- Born: Detroit, Michigan, United States
- Education: Bachelor of Arts in management, Juris Doctor in intellectual property
- Alma mater: University of Michigan, Stanford University School of Law
- Occupations: Financial entrepreneurship and self-help author, serial entrepreneur, angel investor, founder at ClickMillionaires.com, RadioGuestList.com, OC Startup Council.
- Website: www.ScottFox.com

= Scott Fox (author) =

American financial and self-help author

Scott Fox is an American financial and self-help author, specializing in entrepreneurship and startup company advice. He is a serial Internet entrepreneur, startup advisor, media personality, and angel investor. Founder of the OC Startup Council, the Click Millionaire's MasterMinds Forum at ClickMillionaires.com, and RadioGuestList.com among many other niche website businesses, Fox is best known for his books which have been translated into many languages worldwide. These include Internet Riches: The Simple Money-making Secrets of Online Millionaires, E-Riches 2.0, and Click Millionaires: Work Less, Live More with an Internet Business You Love.
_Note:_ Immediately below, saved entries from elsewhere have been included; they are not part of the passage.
#[async_trait]
impl VolatileStore for SqliteVolatileStore {
    async fn l0_append(&self, user: &str, episode: &Episode) -> Result<()> {
        let key = keys::l0(user);
        let mut db = self.db.lock().await;
        let tx = db.transaction()?;

        tx.execute(
            &format!("INSERT INTO l0_stream (stream_key, {L0_COLUMNS}) VALUES (?1, ?2, ?3, ?4, ?5, ?6, ?7, ?8, ?9)"),
            params![
                &key,
                &episode.id,
                &episode.content,
                episode.importance,
                to_millis(episode.created_at),
                to_millis(episode.last_accessed),
                serde_json::to_string(&episode.metadata)?,
                &episode.source,
                episode.access_count as i64,
            ],
        )?;

        let count: i64 = tx.query_row(
            "SELECT COUNT(*) FROM l0_stream WHERE stream_key = ?1",
            params![&key],
            |row| row.get(0),
        )?;
        if count as usize > self.l0_cap {
            let overflow = count as usize - self.l0_cap;
            let dropped = tx.execute(
                "DELETE FROM l0_stream WHERE seq IN (
                    SELECT seq FROM l0_stream WHERE stream_key = ?1 ORDER BY seq ASC LIMIT ?2
                )",
                params![&key, overflow as i64],
            )?;
            tx.execute(
                "INSERT INTO stream_counters (stream_key, name, value) VALUES (?1, 'dropped', ?2)
                 ON CONFLICT(stream_key, name) DO UPDATE SET value = value + ?2",
                params![&key, dropped as i64],
            )?;
        }

        tx.commit()?;
        Ok(())
    }

    async fn l0_read(&self, user: &str, n: usize) -> Result<Vec<Episode>> {
        let key = keys::l0(user);
        let db = self.db.lock().await;
        let mut stmt = db.prepare(&format!(
            "SELECT {L0_COLUMNS} FROM l0_stream WHERE stream_key = ?1 ORDER BY seq DESC LIMIT ?2"
        ))?;
        let rows = stmt.query_map(params![&key, n as i64], |row| {
            Self::row_to_episode(user, row)
        })?;
        Ok(rows.collect::<rusqlite::Result<Vec<_>>>()?)
    }

    async fn l0_range_pop(&self, user: &str, k: usize) -> Result<Vec<Episode>> {
        let key = keys::l0(user);
        let mut db = self.db.lock().await;
        let tx = db.transaction()?;

        let episodes: Vec<(i64, Episode)> = {
            let mut stmt = tx.prepare(&format!(
                "SELECT seq, {L0_COLUMNS} FROM l0_stream WHERE stream_key = ?1 ORDER BY seq ASC LIMIT ?2"
            ))?;
            let rows = stmt.query_map(params![&key, k as i64], |row| {
                let seq: i64 = row.get(0)?;
                let metadata_json: String = row.get(6)?;
                let episode = Episode {
                    id: row.get(1)?,
                    user_id: user.to_string(),
                    content: row.get(2)?,
                    summary: None,
                    source: row.get(7)?,
                    created_at: from_millis(row.get(4)?),
                    last_accessed: from_millis(row.get(5)?),
                    importance: row.get(3)?,
                    access_count: row.get::<_, i64>(8)? as u32,
                    level: Tier::L0,
                    outcome: Outcome::None,
                    scale: Scale::Micro,
                    deleted: false,
                    deleted_at: None,
                    embedding: None,
                    metadata: serde_json::from_str(&metadata_json).unwrap_or_default(),
                };
                Ok((seq, episode))
            })?;
            rows.collect::<rusqlite::Result<Vec<_>>>()?
        };

        for (seq, _) in &episodes {
            tx.execute("DELETE FROM l0_stream WHERE seq = ?1", params![seq])?;
        }

        tx.commit()?;
        Ok(episodes.into_iter().map(|(_, e)| e).collect())
    }

    async fn l0_len(&self, user: &str) -> Result<usize> {
        let db = self.db.lock().await;
        let count: i64 = db.query_row(
            "SELECT COUNT(*) FROM l0_stream WHERE stream_key = ?1",
            params![keys::l0(user)],
            |row| row.get(0),
        )?;
        Ok(count as usize)
    }

    async fn l0_dropped_count(&self, user: &str) -> Result<u64> {
        let db = self.db.lock().await;
        let value: Option<i64> = db
            .query_row(
                "SELECT value FROM stream_counters WHERE stream_key = ?1 AND name = 'dropped'",
                params![keys::l0(user)],
                |row| row.get(0),
            )
            .ok();
        Ok(value.unwrap_or(0) as u64)
    }

    async fn l0_set_importance(&self, user: &str, id: &str, importance: f64) -> Result<()> {
        let db = self.db.lock().await;
        db.execute(
            "UPDATE l0_stream SET importance = ?1 WHERE stream_key = ?2 AND entry_id = ?3",
            params![importance, keys::l0(user), id],
        )?;
        Ok(())
    }

    async fn l0_remove(&self, user: &str, ids: &[String]) -> Result<usize> {
        if ids.is_empty() {
            return Ok(0);
        }
        let db = self.db.lock().await;
        let mut removed = 0;
        for id in ids {
            removed += db.execute(
                "DELETE FROM l0_stream WHERE stream_key = ?1 AND entry_id = ?2",
                params![keys::l0(user), id],
            )?;
        }
        Ok(removed)
    }

    async fn l0_touch(&self, user: &str, id: &str) -> Result<()> {
        let db = self.db.lock().await;
        db.execute(
            "UPDATE l0_stream SET access_count = access_count + 1, last_accessed = ?1
             WHERE stream_key = ?2 AND entry_id = ?3",
            params![Utc::now().timestamp_millis(), keys::l0(user), id],
        )?;
        Ok(())
    }

    async fn l1_put(&self, user: &str, record: &L1Record) -> Result<()> {
        let db = self.db.lock().await;
        db.execute(
            "INSERT INTO l1_session (hash_key, prefix_key, session_id, summary, importance, source_count, created_at, extra_json)
             VALUES (?1, ?2, ?3, ?4, ?5, ?6, ?7, ?8)
             ON CONFLICT(hash_key) DO UPDATE SET
                summary = excluded.summary,
                importance = excluded.importance,
                source_count = excluded.source_count,
                extra_json = excluded.extra_json",
            params![
                keys::l1(user, &record.session_id),
                keys::l1_prefix(user),
                &record.session_id,
                &record.summary,
                record.importance,
                record.source_count as i64,
                to_millis(record.created_at),
                serde_json::to_string(&record.extra)?,
            ],
        )?;
        Ok(())
    }

    async fn l1_list(&self, user: &str, limit: usize) -> Result<Vec<L1Record>> {
        let db = self.db.lock().await;
        let mut stmt = db.prepare(
            "SELECT session_id, summary, importance, source_count, created_at, extra_json
             FROM l1_session WHERE prefix_key = ?1 ORDER BY created_at DESC LIMIT ?2",
        )?;
        let rows = stmt.query_map(params![keys::l1_prefix(user), limit as i64], |row| {
            let extra_json: String = row.get(5)?;
            Ok(L1Record {
                session_id: row.get(0)?,
                summary: row.get(1)?,
                importance: row.get(2)?,
                source_count: row.get::<_, i64>(3)? as u32,
                created_at: from_millis(row.get(4)?),
                extra: serde_json::from_str(&extra_json).unwrap_or_default(),
            })
        })?;
        Ok(rows.collect::<rusqlite::Result<Vec<_>>>()?)
    }

    async fn l1_delete(&self, user: &str, session_id: &str) -> Result<()> {
        let db = self.db.lock().await;
        db.execute(
            "DELETE FROM l1_session WHERE hash_key = ?1",
            params![keys::l1(user, session_id)],
        )?;
        Ok(())
    }

    async fn l1_set_importance(&self, user: &str, session_id: &str, importance: f64) -> Result<()> {
        let db = self.db.lock().await;
        db.execute(
            "UPDATE l1_session SET importance = ?1 WHERE hash_key = ?2",
            params![importance, keys::l1(user, session_id)],
        )?;
        Ok(())
    }

    async fn lock_acquire(&self, key: &str, ttl: Duration) -> Result<Option<LockToken>> {
        let token = Uuid::new_v4().to_string();
        let now = Utc::now().timestamp_millis();
        let expires_at = now + ttl.as_millis() as i64;

        let db = self.db.lock().await;
        // Single statement: insert when free, steal only when expired.
        // Atomic under SQLite's writer lock.
        let changed = db.execute(
            "INSERT INTO locks (key, token, expires_at) VALUES (?1, ?2, ?3)
             ON CONFLICT(key) DO UPDATE SET token = excluded.token, expires_at = excluded.expires_at
             WHERE locks.expires_at <= ?4",
            params![key, &token, expires_at, now],
        )?;

        if changed == 1 {
            Ok(Some(LockToken(token)))
        } else {
            Ok(None)
        }
    }

    async fn lock_release(&self, key: &str, token: &LockToken) -> Result<bool> {
        let db = self.db.lock().await;
        let changed = db.execute(
            "DELETE FROM locks WHERE key = ?1 AND token = ?2",
            params![key, &token.0],
        )?;
        Ok(changed == 1)
    }

    async fn ping(&self) -> Result<()> {
        let db = self.db.lock().await;
        db.query_row("SELECT 1", [], |_| Ok(()))?;
        Ok(())
    }

    async fn flush_all(&self) -> Result<()> {
        let db = self.db.lock().await;
        db.execute_batch(
            "DELETE FROM l0_stream;
             DELETE FROM l1_session;
             DELETE FROM locks;
             DELETE FROM stream_counters;",
        )
        .map_err(Error::Database)?;
        Ok(())
    }
}
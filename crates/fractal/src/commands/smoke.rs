//! End-to-end smoke test against the configured stores.

use std::sync::Arc;

use serde_json::Map;

use fractal_core::error::Result;
use fractal_core::traits::{GraphStore, VolatileStore};
use fractal_core::MemoryOptions;
use fractal_memory::{FractalMemory, SqliteGraphStore, SqliteVolatileStore};

pub async fn run(options: &MemoryOptions) -> Result<()> {
    // Unconfigured stores fall back to in-memory databases so the pipeline
    // itself is still exercised
    let (volatile, graph): (Arc<dyn VolatileStore>, Arc<dyn GraphStore>) =
        if options.volatile_url.is_empty() || options.graph_uri.is_empty() {
            println!("stores not configured, using in-memory databases");
            (
                Arc::new(SqliteVolatileStore::open_in_memory(options.l0_capacity)?),
                Arc::new(SqliteGraphStore::open_in_memory()?),
            )
        } else {
            super::open_stores(options)?
        };

    volatile.ping().await?;
    graph.ping().await?;
    println!("store connectivity: ok");

    let mut smoke_options = options.clone();
    smoke_options.batch_size = 3;
    let memory = FractalMemory::new(smoke_options, volatile, graph, None, None);

    let marker = format!("smoke-test marker {}", uuid_suffix());
    memory.remember(&marker, 0.9, Map::new()).await?;
    memory.remember("smoke-test filler one", 0.9, Map::new()).await?;
    memory.remember("smoke-test filler two", 0.9, Map::new()).await?;
    println!("remember: ok");

    let recalled = memory.recall("smoke-test marker", 5).await?;
    if recalled.is_empty() {
        return Err(fractal_core::Error::Other(
            "smoke-test marker was not recallable".into(),
        ));
    }
    println!("recall: ok ({} hits)", recalled.len());

    let counters = memory.consolidate().await?;
    println!(
        "consolidate: ok (promoted={}, decayed={}, forgotten={})",
        counters.promoted, counters.decayed, counters.forgotten
    );

    let stats = memory.get_stats().await?;
    println!(
        "stats: l0={} l1={} l2={} l3={}",
        stats.l0_size, stats.l1_size, stats.l2_size, stats.l3_size
    );

    println!("smoke test passed");
    Ok(())
}

fn uuid_suffix() -> String {
    uuid::Uuid::new_v4().to_string()[..8].to_string()
}
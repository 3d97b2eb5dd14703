//! End-to-end scenarios over shared store clients.

use std::sync::Arc;

use serde_json::{json, Map};

use fractal_core::types::{Entity, EntityRef, Episode, Scale, Tier};
use fractal_core::{GraphStore, MemoryOptions, RetrievalWeights, VolatileStore};
use fractal_memory::testing::{StaticEmbedder, StubCompletion};
use fractal_memory::{
    AgentComponents, FractalAgent, FractalMemory, HybridRetriever, SqliteGraphStore,
    SqliteVolatileStore,
};

fn shared_stores(l0_cap: usize) -> (Arc<SqliteVolatileStore>, Arc<SqliteGraphStore>) {
    (
        Arc::new(SqliteVolatileStore::open_in_memory(l0_cap).unwrap()),
        Arc::new(SqliteGraphStore::open_in_memory().unwrap()),
    )
}

fn memory_for(
    user: &str,
    volatile: &Arc<SqliteVolatileStore>,
    graph: &Arc<SqliteGraphStore>,
    mutate: impl FnOnce(&mut MemoryOptions),
) -> Arc<FractalMemory> {
    let mut opts = MemoryOptions {
        user_id: user.into(),
        ..Default::default()
    };
    mutate(&mut opts);
    let volatile: Arc<dyn VolatileStore> = volatile.clone();
    let graph: Arc<dyn GraphStore> = graph.clone();
    FractalMemory::new(opts, volatile, graph, None, None)
}

// Two agents over the same stores never leak records across users,
// neither from the volatile log nor after promotion into the graph.
#[tokio::test]
async fn user_isolation_across_shared_stores() {
    let (volatile, graph) = shared_stores(500);

    let alice = FractalAgent::new(
        json!({"user_id": "alice", "batch_size": 3, "l2_threshold": 0.0}),
        volatile.clone(),
        graph.clone(),
        Some(Arc::new(StubCompletion::new("ok"))),
        None,
        AgentComponents::default(),
    )
    .unwrap();
    let bob = FractalAgent::new(
        json!({"user_id": "bob"}),
        volatile.clone(),
        graph.clone(),
        Some(Arc::new(StubCompletion::new("ok"))),
        None,
        AgentComponents::default(),
    )
    .unwrap();

    alice
        .memory()
        .remember("alice_secret_42", 1.0, Map::new())
        .await
        .unwrap();

    let leaked = bob.memory().recall("alice_secret_42", 5).await.unwrap();
    assert!(leaked.is_empty());

    // Promote the secret into the graph tier and check again
    for filler in ["filler one", "filler two"] {
        alice
            .memory()
            .remember(filler, 1.0, Map::new())
            .await
            .unwrap();
    }
    alice.memory().consolidate().await.unwrap();

    let leaked = bob.memory().recall("alice_secret_42", 5).await.unwrap();
    assert!(leaked.is_empty());
    let found = alice.memory().recall("alice_secret_42", 5).await.unwrap();
    assert!(!found.is_empty());
}

// Two concurrent consolidators for the same user: exactly one performs the
// batch, no duplicate L1 session appears and the lock is free afterwards.
#[tokio::test]
async fn concurrent_consolidation_is_exclusive() {
    let (volatile, graph) = shared_stores(500);
    let a = memory_for("u", &volatile, &graph, |o| o.batch_size = 4);
    let b = memory_for("u", &volatile, &graph, |o| o.batch_size = 4);

    for i in 0..4 {
        a.remember(&format!("observation {i}"), 0.9, Map::new())
            .await
            .unwrap();
    }

    let (ra, rb) = tokio::join!(a.consolidate(), b.consolidate());
    let (ra, rb) = (ra.unwrap(), rb.unwrap());

    assert_eq!(
        ra.l0_to_l1 + rb.l0_to_l1,
        1,
        "exactly one caller performs the batch"
    );

    let sessions = volatile.l1_list("u", 50).await.unwrap();
    assert_eq!(sessions.len(), 1);

    // Lock released on exit
    let token = volatile
        .lock_acquire(
            &fractal_memory::volatile::keys::consolidation_lock("u"),
            std::time::Duration::from_secs(1),
        )
        .await
        .unwrap();
    assert!(token.is_some());
}

// Appends past the L0 cap drop the oldest entries only; the surviving tail
// is uncorrupted and the drop count is observable.
#[tokio::test]
async fn backpressure_drops_oldest_without_corruption() {
    let (volatile, graph) = shared_stores(5);
    let memory = memory_for("u", &volatile, &graph, |o| {
        o.l0_capacity = 5;
        o.batch_size = 100;
    });

    for i in 0..8 {
        memory
            .remember(&format!("message number {i}"), 0.9, Map::new())
            .await
            .unwrap();
    }

    let stats = memory.get_stats().await.unwrap();
    assert_eq!(stats.l0_size, 5);
    assert_eq!(memory.dropped_count().await.unwrap(), 3);

    let read = volatile.l0_read("u", 10).await.unwrap();
    let contents: Vec<&str> = read.iter().map(|e| e.content.as_str()).collect();
    assert_eq!(
        contents,
        vec![
            "message number 7",
            "message number 6",
            "message number 5",
            "message number 4",
            "message number 3",
        ]
    );
}

// After L0 -> L1 -> L2 consolidation the original tokens remain reachable
// through summary search, even with the deterministic fallback summariser.
#[tokio::test]
async fn promotion_preserves_content_tokens() {
    let (volatile, graph) = shared_stores(500);
    let memory = memory_for("u", &volatile, &graph, |o| o.batch_size = 3);

    memory
        .remember("The quarterly report is due Friday.", 0.9, Map::new())
        .await
        .unwrap();
    memory
        .remember("Finance wants the quarterly numbers early.", 0.9, Map::new())
        .await
        .unwrap();
    memory
        .remember("Remember to attach the appendix.", 0.9, Map::new())
        .await
        .unwrap();

    let counters = memory.consolidate().await.unwrap();
    assert_eq!(counters.l0_to_l1, 1);

    // L1 substring search
    let from_l1 = memory
        .recall_tiers("quarterly", 5, &[Tier::L1])
        .await
        .unwrap();
    assert!(!from_l1.is_empty());
    assert!(from_l1[0].content.contains("quarterly"));

    // L2 keyword search over the promoted summary
    let from_graph = memory
        .recall_tiers("quarterly report", 5, &[Tier::L2, Tier::L3])
        .await
        .unwrap();
    assert!(!from_graph.is_empty());
    assert_eq!(from_graph[0].source, Tier::L2);
}

// Hybrid fusion at the recall surface: keyword, vector and graph hits all
// arrive, scores are normalised, the graph-only hit ranks last.
#[tokio::test]
async fn hybrid_recall_over_graph_tier() {
    let (volatile, graph) = shared_stores(500);

    let e1 = Episode::new("u", "python type hints are great", 0.8)
        .with_level(Tier::L2)
        .with_scale(Scale::Meso);
    graph.upsert_episode(&e1, &[]).await.unwrap();

    let mut e2 = Episode::new("u", "static typing pays off in large systems", 0.8)
        .with_level(Tier::L2)
        .with_scale(Scale::Meso);
    e2.embedding = Some(vec![1.0, 0.0, 0.0]);
    graph.upsert_episode(&e2, &[]).await.unwrap();

    let python = Entity::new("u", "Python", "concept");
    graph.upsert_entity(&python).await.unwrap();
    let e3 = Episode::new("u", "the interpreter release cadence changed", 0.8)
        .with_level(Tier::L2)
        .with_scale(Scale::Meso);
    graph
        .upsert_episode(
            &e3,
            &[EntityRef {
                entity_id: python.id.clone(),
                confidence: 1.0,
            }],
        )
        .await
        .unwrap();

    let embedder: Arc<StaticEmbedder> = Arc::new(StaticEmbedder::new(
        3,
        vec![("typing", vec![0.95, 0.05, 0.0])],
    ));
    let mut opts = MemoryOptions {
        user_id: "u".into(),
        ..Default::default()
    };
    opts.retrieval_weights = RetrievalWeights::default();
    let shared_volatile: Arc<dyn VolatileStore> = volatile.clone();
    let shared_graph: Arc<dyn GraphStore> = graph.clone();
    let memory = FractalMemory::new(opts, shared_volatile, shared_graph, Some(embedder), None);

    let results = memory
        .recall_tiers("Python typing", 3, &[Tier::L2, Tier::L3])
        .await
        .unwrap();
    assert_eq!(results.len(), 3);

    // Normalised per source: the best hit carries score 1.0
    assert!((results[0].score - 1.0).abs() < 1e-9);
    assert!(results.iter().all(|r| (0.0..=1.0).contains(&r.score)));

    // The graph-only hit trails the keyword/vector hits
    assert_eq!(results[2].episode_id.as_deref(), Some(e3.id.as_str()));

    // Access bookkeeping reached the graph tier
    let touched = graph.get_episode("u", &e1.id).await.unwrap().unwrap();
    assert_eq!(touched.access_count, 1);
}

// A retriever shared between assemblies stays usable when one of them is
// closed: ownership of provided components remains with the caller.
#[tokio::test]
async fn shared_retriever_survives_agent_close() {
    let (volatile, graph) = shared_stores(500);
    let shared_graph: Arc<dyn GraphStore> = graph.clone();
    let retriever = Arc::new(HybridRetriever::new(
        shared_graph,
        None,
        "u",
        RetrievalWeights::default(),
    ));

    let agent = FractalAgent::new(
        json!({"user_id": "u"}),
        volatile.clone(),
        graph.clone(),
        None,
        None,
        AgentComponents {
            retriever: Some(retriever.clone()),
            ..Default::default()
        },
    )
    .unwrap();

    let episode = Episode::new("u", "shared retriever target", 0.8)
        .with_level(Tier::L2)
        .with_scale(Scale::Meso);
    graph.upsert_episode(&episode, &[]).await.unwrap();

    agent.close().await;

    let outcome = retriever.search("retriever target", 5).await.unwrap();
    assert_eq!(outcome.results.len(), 1);
}
//! Apply schema migrations.

use rusqlite::Connection;

use fractal_core::error::{Error, Result};
use fractal_core::MemoryOptions;
use fractal_memory::migrations;

pub fn run(options: &MemoryOptions) -> Result<()> {
    if options.volatile_url.is_empty() || options.graph_uri.is_empty() {
        return Err(Error::validation(
            "volatile_url and graph_uri are required for migrate",
        ));
    }

    let volatile_conn = Connection::open(&options.volatile_url)?;
    migrations::run_volatile_migrations(&volatile_conn)?;
    println!("volatile store schema up to date ({})", options.volatile_url);

    let graph_conn = Connection::open(&options.graph_uri)?;
    let applied = migrations::apply_versioned(&graph_conn)?;
    if applied.is_empty() {
        println!("graph store schema up to date ({})", options.graph_uri);
    } else {
        for version in applied {
            println!("applied graph migration version {version}");
        }
    }
    Ok(())
}

#[cfg(test)]
mod tests {
    use super::*;

    #[test]
    fn migrate_requires_connection_options() {
        let options = MemoryOptions::default();
        assert!(matches!(run(&options), Err(Error::Validation(_))));
    }

    #[test]
    fn migrate_is_idempotent_on_files() {
        let dir = tempfile::tempdir().unwrap();
        let options = MemoryOptions {
            volatile_url: dir.path().join("volatile.db").display().to_string(),
            graph_uri: dir.path().join("graph.db").display().to_string(),
            ..Default::default()
        };
        run(&options).unwrap();
        run(&options).unwrap();

        let conn = Connection::open(&options.graph_uri).unwrap();
        let versions: i64 = conn
            .query_row("SELECT COUNT(*) FROM migrations", [], |row| row.get(0))
            .unwrap();
        assert_eq!(versions, 1);
    }
}
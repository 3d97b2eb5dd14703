//! Store and provider contracts.
//!
//! The memory core consumes narrow interfaces from its collaborators: a
//! volatile key/value store for L0/L1, a graph store for L2/L3, a completion
//! provider for summarisation, and an embedding provider for vectors. The
//! adapters behind these traits are interchangeable; the core never
//! constructs them itself.

use async_trait::async_trait;
use chrono::{DateTime, Utc};
use std::time::Duration;

use crate::error::Result;
use crate::types::{Entity, EntityRef, Episode, L1Record, ScoredId, Strategy, Tier};

/// Opaque token proving lock ownership. Must be presented to release.
#[derive(Debug, Clone, PartialEq, Eq)]
pub struct LockToken(pub String);

/// Per-user append-only log (L0), keyed session map (L1), and an atomic
/// acquire-with-TTL lock primitive.
///
/// All operations are whole successes or whole failures; no partial write is
/// observable to a concurrent reader. Reads after writes are visible within
/// the same user scope.
#[async_trait]
pub trait VolatileStore: Send + Sync {
    /// Append to the user's log, trimming the oldest entries beyond the cap.
    async fn l0_append(&self, user: &str, episode: &Episode) -> Result<()>;

    /// Read the newest n entries, newest first. Non-destructive.
    async fn l0_read(&self, user: &str, n: usize) -> Result<Vec<Episode>>;

    /// Atomically remove and return the oldest k entries. The consolidator's
    /// sole way to drain L0.
    async fn l0_range_pop(&self, user: &str, k: usize) -> Result<Vec<Episode>>;

    async fn l0_len(&self, user: &str) -> Result<usize>;

    /// Entries dropped by cap trimming since the stream was created.
    async fn l0_dropped_count(&self, user: &str) -> Result<u64>;

    /// Persist a decayed importance for one entry.
    async fn l0_set_importance(&self, user: &str, id: &str, importance: f64) -> Result<()>;

    /// Remove specific entries (forgetting).
    async fn l0_remove(&self, user: &str, ids: &[String]) -> Result<usize>;

    /// Record an access: bump access-count, stamp last-accessed.
    async fn l0_touch(&self, user: &str, id: &str) -> Result<()>;

    async fn l1_put(&self, user: &str, record: &L1Record) -> Result<()>;

    /// Newest first.
    async fn l1_list(&self, user: &str, limit: usize) -> Result<Vec<L1Record>>;

    async fn l1_delete(&self, user: &str, session_id: &str) -> Result<()>;

    async fn l1_set_importance(&self, user: &str, session_id: &str, importance: f64) -> Result<()>;

    /// Acquire the lock for `key` if free or expired. `None` means busy.
    /// The lock auto-expires after `ttl` even if never released.
    async fn lock_acquire(&self, key: &str, ttl: Duration) -> Result<Option<LockToken>>;

    /// Release if the token still matches; `false` means stale.
    async fn lock_release(&self, key: &str, token: &LockToken) -> Result<bool>;

    /// Connectivity probe for health checks.
    async fn ping(&self) -> Result<()>;

    /// Destructive: remove every record. Used by the operational `reset`.
    async fn flush_all(&self) -> Result<()>;
}

/// Durable episode/entity graph with embeddings, relations and the three
/// search primitives. Writes are idempotent keyed by identifier.
#[async_trait]
pub trait GraphStore: Send + Sync {
    /// Create or update by identifier, adding a MENTIONS edge per referenced
    /// entity.
    async fn upsert_episode(&self, episode: &Episode, mentions: &[EntityRef]) -> Result<()>;

    async fn upsert_entity(&self, entity: &Entity) -> Result<()>;

    /// Record an Entity RELATES_TO Entity edge.
    async fn relate_entities(
        &self,
        user: &str,
        src_entity: &str,
        dst_entity: &str,
        rel_type: &str,
        strength: f64,
    ) -> Result<()>;

    async fn get_episode(&self, user: &str, id: &str) -> Result<Option<Episode>>;

    async fn get_episodes(&self, user: &str, ids: &[String]) -> Result<Vec<Episode>>;

    async fn list_episodes(
        &self,
        user: &str,
        level: Option<Tier>,
        limit: usize,
    ) -> Result<Vec<Episode>>;

    /// Entity ids mentioned by an episode.
    async fn episode_mentions(&self, episode_id: &str) -> Result<Vec<String>>;

    /// Set `deleted = true`, stamp `deleted_at`.
    async fn soft_delete(&self, node_id: &str) -> Result<()>;

    /// Physically remove nodes soft-deleted longer than `grace` ago, at most
    /// `limit` per call.
    async fn hard_delete_expired(&self, grace: Duration, limit: usize) -> Result<usize>;

    /// Soft-delete live episodes below the importance threshold with zero
    /// accesses, older than `min_age`. Returns how many were swept.
    async fn sweep_soft_delete(
        &self,
        user: &str,
        importance_below: f64,
        min_age: Duration,
        limit: usize,
    ) -> Result<usize>;

    /// Cosine ranking over stored embeddings.
    async fn vector_search(
        &self,
        user: &str,
        query_embedding: &[f32],
        k: usize,
    ) -> Result<Vec<ScoredId>>;

    /// BM25 ranking over content + summary.
    async fn keyword_search(&self, user: &str, query: &str, k: usize) -> Result<Vec<ScoredId>>;

    /// Traversal from seed entities; score decays with hop distance, ties
    /// break by recency.
    async fn graph_search(
        &self,
        user: &str,
        seed_entities: &[String],
        k: usize,
        max_hops: u32,
    ) -> Result<Vec<ScoredId>>;

    /// Multiplicatively decay importance of live episodes idle longer than
    /// the half-life. Returns rows touched.
    async fn apply_decay(&self, user: &str, half_life: Duration) -> Result<usize>;

    /// Whether a live L2 episode with this content hash exists for the user.
    async fn exists_duplicate(&self, user: &str, content_hash: &str) -> Result<bool>;

    /// Best-effort access bookkeeping for returned episodes.
    async fn touch_episodes(&self, ids: &[String]) -> Result<()>;

    /// Live episode counts at (L2, L3).
    async fn count_by_level(&self, user: &str) -> Result<(usize, usize)>;

    /// Live episodes created after `since`, newest first.
    async fn recent_episodes(
        &self,
        user: &str,
        since: DateTime<Utc>,
        limit: usize,
    ) -> Result<Vec<Episode>>;

    /// Live episodes mentioning an entity by (case-insensitive) name.
    async fn episodes_for_entity(
        &self,
        user: &str,
        entity_name: &str,
        limit: usize,
    ) -> Result<Vec<Episode>>;

    /// All live entity names for the user (seed matching).
    async fn entity_names(&self, user: &str) -> Result<Vec<String>>;

    /// Entities mentioned by at least `min_count` live meso episodes,
    /// with their episode ids. Drives L2 → L3 abstraction.
    async fn entity_episode_counts(
        &self,
        user: &str,
        min_count: usize,
    ) -> Result<Vec<(String, Vec<String>)>>;

    async fn upsert_strategy(&self, strategy: &Strategy) -> Result<()>;

    async fn get_strategy(&self, user: &str, id: &str) -> Result<Option<Strategy>>;

    /// Ranked by confidence desc. Anti-patterns included only on request.
    async fn list_strategies(
        &self,
        user: &str,
        task_type: Option<&str>,
        include_anti_patterns: bool,
        limit: usize,
    ) -> Result<Vec<Strategy>>;

    /// Connectivity probe for health checks.
    async fn ping(&self) -> Result<()>;

    /// Destructive: remove every node. Used by the operational `reset`.
    async fn delete_all(&self) -> Result<()>;
}

/// Producer of chat completions (summarisation, response generation).
#[async_trait]
pub trait CompletionProvider: Send + Sync {
    async fn complete(&self, system: &str, prompt: &str) -> Result<String>;

    fn model_name(&self) -> &str;
}

/// Producer of fixed-dimension text embeddings.
#[async_trait]
pub trait EmbeddingProvider: Send + Sync {
    async fn embed(&self, text: &str) -> Result<Vec<f32>>;

    fn dimensions(&self) -> usize;
}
==Early life and education==
Fox grew up in inner-city Detroit  where he graduated from Cass Technical High School. He received his bachelor's degree in management from the University of Michigan before being recruited to New York by JP Morgan & Company. He began his career as an investment banker on Wall Street. He then returned to school, earning a Juris Doctor degree from Stanford University School of Law and attending the Stanford Graduate School of Business in the 1990s. He spent some time as a lawyer and CFO in the entertainment industry, and some working on start-ups in Silicon Valley before starting his own companies. Today he is active as a community organizer for the startup ecosystem online and in Southern California as the CEO of the Orange County Startup Council, as well as an angel investor via Tech Coast Angels and startup advisor to early stage ventures worldwide.

== Writing==
Scott Fox is the bestselling author of three books: Internet Riches, E-Riches 2.0, and Click Millionaires. Each of these books is written to help new entrepreneurs use software, Internet marketing tools, and e-commerce to start an online business.

- Internet Riches: The Simple Money-making Secrets of Online Millionaires (2008)
- E-Riches 2.0: Next Generation Online Marketing Strategies (2009)
- Click Millionaires: Work Less, Live More with an Internet Lifestyle Business You Love (2012)

==Other business ventures==
In addition to being an author, Fox is an advisor and investor in startups, a serial start-up entrepreneur, an executive, and a podcaster. He has built multimillion-dollar e-businesses ranging from niche online ventures, to Silicon Valley venture capital-backed startups and Fortune 500 corporate web sites, to sites for celebrities like Bill O’Reilly and Larry King.

==Charitable causes==
The profits from Fox's books are donated to charity.

==Personal life==
Fox currently resides in California with his family.